Both treatments induce changes via the IL-6R gp130 subunit signaling cascade. The increase in proteins responsible for growth and proliferation suggests that these treatments may positively influence growth and regeneration which is important for maintaining a healthy liver (Table 11). A systematic review by Hoffman et al 2020 showed that IL-6 along with other growth factors are essential stimulants of liver regeneration (Hoffmann et al., 2020). This implies signaling of these ligands through their respective receptors thus their downstream proteins. The kinome peptide array data showed changes in many growth receptors, some of which can be stimulated by cytokines (Table 11). Cytokines are also capable of stimulating many growth receptors just as growth ligands or factors can stimulate many cytokine receptors (Rose-John and Heinrich, 1994; Grötzinger, 2002). For example, in the PBA+POAEO treatment, there were no significant changes observed in IL-6 expression when compared to control and PBA; however, we observed changes in IL-6R phosphorylation. The changes in phosphorylation of IL-6R and the increased activities of downstream proteins involved in liver regeneration, protection and acute immune response (Taub, 2003; Cong et al., 2012; which include JAK, STAT, mTOR, MAPKs, etc.; Table 6) support signaling via this receptor cascade for both treatments.

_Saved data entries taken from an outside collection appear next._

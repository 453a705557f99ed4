//! Tool configuration management.

use std::path::{Path, PathBuf};

use serde::{Deserialize, Serialize};

use crate::{
    error::{CoreError, Result},
    link::LinkBuilder,
};

/// Main configuration structure for hcsindex.
#[derive(Debug, Clone, Default, Serialize, Deserialize)]
pub struct Config {
    /// Local file locations.
    #[serde(default)]
    pub paths: PathsConfig,

    /// External PDF viewer settings.
    #[serde(default)]
    pub viewer: ViewerConfig,

    /// PDF download settings.
    #[serde(default)]
    pub fetch: FetchConfig,

    /// Manifest build settings.
    #[serde(default)]
    pub build: BuildConfig,

    /// Search settings.
    #[serde(default)]
    pub search: SearchConfig,

    /// Label patterns, applied in order. Empty means the built-in table.
    #[serde(default)]
    pub patterns: Vec<PatternConfig>,

    /// Evaluative frameworks used to resolve a style and year to a section.
    #[serde(default)]
    pub frameworks: Vec<FrameworkConfig>,
}

/// Local file locations.
#[derive(Debug, Clone, Serialize, Deserialize)]
pub struct PathsConfig {
    /// Directory holding the downloaded PDFs.
    #[serde(default = "default_pdf_dir")]
    pub pdf_dir: PathBuf,

    /// Manifest file written by `build` and read by `search`.
    #[serde(default = "default_manifest_path")]
    pub manifest: PathBuf,
}

/// External viewer configuration.
#[derive(Debug, Clone, Serialize, Deserialize)]
pub struct ViewerConfig {
    /// Viewer page, e.g. the hosted pdf.js viewer.
    #[serde(default = "default_viewer_base")]
    pub base_url: String,

    /// Prefix under which the viewer can fetch each document.
    #[serde(default = "default_document_base")]
    pub document_base_url: String,
}

/// PDF download configuration.
#[derive(Debug, Clone, Serialize, Deserialize)]
pub struct FetchConfig {
    /// Source URLs listed directly in the config file.
    #[serde(default)]
    pub sources: Vec<String>,

    /// Plain-text file with one source URL per line.
    #[serde(default = "default_list_file")]
    pub list_file: PathBuf,
}

/// Manifest build configuration.
#[derive(Debug, Clone, Serialize, Deserialize)]
pub struct BuildConfig {
    /// Whether to parse table-of-contents pages.
    #[serde(default = "default_true")]
    pub scan_toc: bool,

    /// How many leading pages may hold a table of contents.
    #[serde(default = "default_toc_max_pages")]
    pub toc_max_pages: u32,

    /// Upper bound on pages scanned for headings (0 = all pages).
    #[serde(default)]
    pub max_scan_pages: u32,

    /// Labels shorter than this are ignored.
    #[serde(default = "default_min_label_len")]
    pub min_label_len: usize,

    /// File-name marker for architect biography documents.
    #[serde(default = "default_bio_marker")]
    pub bio_marker: String,
}

/// Search configuration.
#[derive(Debug, Clone, Serialize, Deserialize)]
pub struct SearchConfig {
    /// Default maximum number of results shown.
    #[serde(default = "default_limit")]
    pub limit: usize,
}

/// One entry of the label pattern table.
///
/// `pattern` is matched case-insensitively. Named groups `style` and `theme`
/// take precedence over the fixed `style` and `theme` values.
#[derive(Debug, Clone, PartialEq, Eq, Serialize, Deserialize)]
pub struct PatternConfig {
    /// Optional display name used in logs.
    #[serde(default, skip_serializing_if = "Option::is_none")]
    pub name: Option<String>,

    /// Regular expression.
    pub pattern: String,

    /// Fixed style assigned on match.
    #[serde(default, skip_serializing_if = "Option::is_none")]
    pub style: Option<String>,

    /// Fixed theme assigned on match.
    #[serde(default, skip_serializing_if = "Option::is_none")]
    pub theme: Option<String>,
}

/// A row of the evaluative framework table: the section of a document that
/// covers a style within a range of construction years.
#[derive(Debug, Clone, PartialEq, Eq, Serialize, Deserialize)]
pub struct FrameworkConfig {
    /// Style name, matched case-insensitively as a substring.
    pub style: String,

    /// Period name shown with the result.
    #[serde(default, skip_serializing_if = "Option::is_none")]
    pub period: Option<String>,

    /// First year covered (inclusive).
    pub year_start: i32,

    /// Last year covered (inclusive).
    pub year_end: i32,

    /// Document file name.
    pub document: String,

    /// Text contained in the label of the section to open.
    pub section_label: String,
}

impl FrameworkConfig {
    /// Whether this framework covers `style` in `year`.
    pub fn covers(&self, style: &str, year: i32) -> bool {
        let style = style.trim().to_lowercase();
        !style.is_empty()
            && self.style.to_lowercase().contains(&style)
            && (self.year_start..=self.year_end).contains(&year)
    }
}

impl PatternConfig {
    fn new(pattern: &str, style: Option<&str>, theme: Option<&str>) -> Self {
        Self {
            name: None,
            pattern: pattern.to_string(),
            style: style.map(str::to_string),
            theme: theme.map(str::to_string),
        }
    }

    /// Name for log output, falling back to the pattern text.
    pub fn display_name(&self) -> &str {
        self.name.as_deref().unwrap_or(&self.pattern)
    }
}

// Default value functions
fn default_pdf_dir() -> PathBuf {
    PathBuf::from("data/pdfs")
}

fn default_manifest_path() -> PathBuf {
    PathBuf::from("data/metadata/manifest.json")
}

fn default_viewer_base() -> String {
    "https://mozilla.github.io/pdf.js/web/viewer.html".to_string()
}

fn default_document_base() -> String {
    "https://raw.githubusercontent.com/zeldasfsurvey/sfsurvey-hcs-pdfs/main/".to_string()
}

fn default_list_file() -> PathBuf {
    PathBuf::from("data/config/pdf_list.txt")
}

fn default_true() -> bool {
    true
}

fn default_toc_max_pages() -> u32 {
    10
}

fn default_min_label_len() -> usize {
    4
}

fn default_bio_marker() -> String {
    "bios_".to_string()
}

fn default_limit() -> usize {
    10
}

/// Built-in label pattern table.
///
/// Sub-style and sub-theme come before style and theme so the more specific
/// heading wins; compound style names come before their shorter suffixes.
pub fn default_patterns() -> Vec<PatternConfig> {
    let mut patterns = vec![
        PatternConfig::new(
            r"Evaluation Criteria:\s*(?P<style>.+)",
            None,
            Some("Evaluation Criteria"),
        ),
        PatternConfig::new(
            r"Evaluative Criteria:\s*(?P<style>.+)",
            None,
            Some("Evaluation Criteria"),
        ),
        PatternConfig::new(
            r"Evaluative Frameworks?:\s*(?P<style>.+)",
            None,
            Some("Evaluative Framework"),
        ),
        PatternConfig::new(r"Sub[- ]?style:\s*(?P<style>.+)", None, Some("Sub-style")),
        PatternConfig::new(r"\bStyle:\s*(?P<style>.+)", None, None),
        PatternConfig::new(r"Sub[- ]?theme:\s*(?P<theme>.+)", None, None),
        PatternConfig::new(r"\bTheme:\s*(?P<theme>.+)", None, None),
        PatternConfig::new(r"Historic(?:al)? Context:\s*(?P<theme>.+)", None, None),
        PatternConfig::new(r"Context Statement:\s*(?P<theme>.+)", None, None),
        PatternConfig::new(
            r"(?:Property|Building|Resource) Type:\s*(?P<theme>.+)",
            None,
            None,
        ),
        PatternConfig::new(
            r"(?:Period of Significance|Time Period|\bEra):\s*.+",
            None,
            Some("Period of Significance"),
        ),
    ];

    let styles = [
        (r"Gothic Revival", "Gothic Revival"),
        (r"Art Deco", "Art Deco"),
        (r"Streamline Moderne", "Streamline Moderne"),
        (r"International Style", "International Style"),
        (r"Queen Anne", "Queen Anne"),
        (r"Italianate", "Italianate"),
        (r"Second Empire", "Second Empire"),
        (r"Stick[/\\]?Eastlake", "Stick/Eastlake"),
        (r"Folk Victorian", "Folk Victorian"),
        (r"Greek Revival", "Greek Revival"),
        (r"Neoclassical", "Neoclassical"),
        (r"Spanish Colonial Revival", "Spanish Colonial Revival"),
        (r"Colonial Revival", "Colonial Revival"),
        (r"Tudor Revival", "Tudor Revival"),
        (r"Mission Revival", "Mission Revival"),
        (r"Craftsman", "Craftsman"),
        (r"Bungalow", "Bungalow"),
        (r"Prairie School", "Prairie School"),
        (r"Art Moderne", "Art Moderne"),
        (r"Moderne", "Moderne"),
        (r"Bauhaus", "Bauhaus"),
        (r"Mid[- ]?Century Modern", "Mid-Century Modern"),
        (r"Brutalist", "Brutalist"),
        (r"New Formalism", "New Formalism"),
        (r"Postmodern", "Postmodern"),
    ];

    patterns.extend(
        styles
            .iter()
            .map(|(regex, style)| PatternConfig::new(&format!(r"\b{regex}\b"), Some(style), None)),
    );

    patterns
}

impl Default for PathsConfig {
    fn default() -> Self {
        Self {
            pdf_dir: default_pdf_dir(),
            manifest: default_manifest_path(),
        }
    }
}

impl Default for ViewerConfig {
    fn default() -> Self {
        Self {
            base_url: default_viewer_base(),
            document_base_url: default_document_base(),
        }
    }
}

impl Default for FetchConfig {
    fn default() -> Self {
        Self {
            sources: Vec::new(),
            list_file: default_list_file(),
        }
    }
}

impl Default for BuildConfig {
    fn default() -> Self {
        Self {
            scan_toc: true,
            toc_max_pages: default_toc_max_pages(),
            max_scan_pages: 0,
            min_label_len: default_min_label_len(),
            bio_marker: default_bio_marker(),
        }
    }
}

impl Default for SearchConfig {
    fn default() -> Self {
        Self {
            limit: default_limit(),
        }
    }
}

impl Config {
    /// Load configuration from a TOML file.
    pub fn load(path: &Path) -> Result<Self> {
        if !path.exists() {
            return Err(CoreError::config(format!(
                "Configuration file not found: {}",
                path.display()
            )));
        }

        let content = std::fs::read_to_string(path)?;
        let config: Config = toml::from_str(&content).map_err(|e| {
            CoreError::config_with_source(
                format!("Failed to parse config file: {}", path.display()),
                e,
            )
        })?;

        config.validate()?;
        Ok(config)
    }

    /// Load configuration, using the defaults when the file does not exist.
    pub fn load_or_default(path: &Path) -> Result<Self> {
        if path.exists() {
            return Self::load(path);
        }

        tracing::info!(path = %path.display(), "No configuration file, using defaults");
        Ok(Self::default())
    }

    /// Load configuration using the config crate, with `HCSINDEX__*` overrides.
    pub fn load_with_env(path: &Path) -> Result<Self> {
        Self::load_layered(path, None)
    }

    /// Layered load; `env` replaces the process environment when given.
    fn load_layered(path: &Path, env: Option<config::Map<String, String>>) -> Result<Self> {
        let settings = config::Config::builder()
            .add_source(config::File::from(path).required(false))
            .add_source(
                config::Environment::with_prefix("HCSINDEX")
                    .separator("__")
                    .try_parsing(true)
                    .source(env),
            )
            .build()?;

        let config: Config = settings.try_deserialize()?;
        config.validate()?;
        Ok(config)
    }

    /// Validate the configuration.
    pub fn validate(&self) -> Result<()> {
        if self.viewer.base_url.trim().is_empty() {
            return Err(CoreError::config("viewer.base_url cannot be empty"));
        }

        if self.search.limit == 0 {
            return Err(CoreError::config("search.limit must be greater than zero"));
        }

        if let Some(index) = self.patterns.iter().position(|p| p.pattern.trim().is_empty()) {
            return Err(CoreError::config(format!(
                "patterns[{index}].pattern cannot be empty"
            )));
        }

        for (index, framework) in self.frameworks.iter().enumerate() {
            if framework.style.trim().is_empty()
                || framework.document.trim().is_empty()
                || framework.section_label.trim().is_empty()
            {
                return Err(CoreError::config(format!(
                    "frameworks[{index}] needs style, document and section_label"
                )));
            }
            if framework.year_start > framework.year_end {
                return Err(CoreError::config(format!(
                    "frameworks[{index}].year_start is after year_end"
                )));
            }
        }

        if !self.viewer.document_base_url.is_empty()
            && !self.viewer.document_base_url.ends_with('/')
        {
            tracing::warn!("viewer.document_base_url should end with a slash");
        }

        Ok(())
    }

    /// The configured pattern table, or the built-in one.
    pub fn label_patterns(&self) -> Vec<PatternConfig> {
        if self.patterns.is_empty() {
            default_patterns()
        } else {
            self.patterns.clone()
        }
    }

    /// Link builder for the configured viewer.
    pub fn link_builder(&self) -> LinkBuilder {
        LinkBuilder::new(&self.viewer.base_url, &self.viewer.document_base_url)
    }
}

We observed similar signaling profiles between the 2 treatments, perhaps both treatments act to stimulate signal transduction that leads to signaling via IL-6 receptor proteins, thus the similar downstream signaling.

In summary, the PBA treatment showed evidence of host protection via heightened immune responses and reduction of inflammation via adaptive immune mediated signaling; thus, PBA has a more significant impact on the immune signaling of the liver than did PBA+POAEO. While the changes induced by PBA+POAEO did not show signs of a more robust immune response than PBA. It was observed that PBA+POAEO induced protection of the host via changes in immune response proteins while modulating inflammatory responses. The similarity in changes induced by both treatments in the liver is due to signaling via IL-6 receptor family cascade which induces immune response, host defense, metabolic regulation, growth, regeneration and homeostasis in the liver (Figure 2). PBA+POAEO induced significantly more activity in growth and metabolic signaling than PBA. PBA+POAEO treatment showed increased activity of AMPK, mTOR, PGC-1 alpha, PTEN, HIF, S6K and more (Table 10 and Supplemental 2), suggesting that it may have stronger effects on anabolic metabolism proteins in the liver compared to the PBA treatment. However, PBA+POAEO treatment did not showed the elaborate immunometabolic effect observed in the jejunum (Perry et al., 2022), suggesting that these 2 treatments distinctly influence the jejunum and the liver; and that the composition of PBA+POAEO may have more metabolic impacts in the gut than the liver.

Figure 2.

Summary of IL-6R signaling cascade in the liver of broiler chickens after supplementation with PBA and PBA+POAEO. Shown here are the changes in phosphorylation and gene expression via kinome peptide array and qPCR cytokine gene expression.

DISCLOSURES

L. Lahaye, is an employee at Jefo Nutrition Inc. The other authors declare no conflict of interest.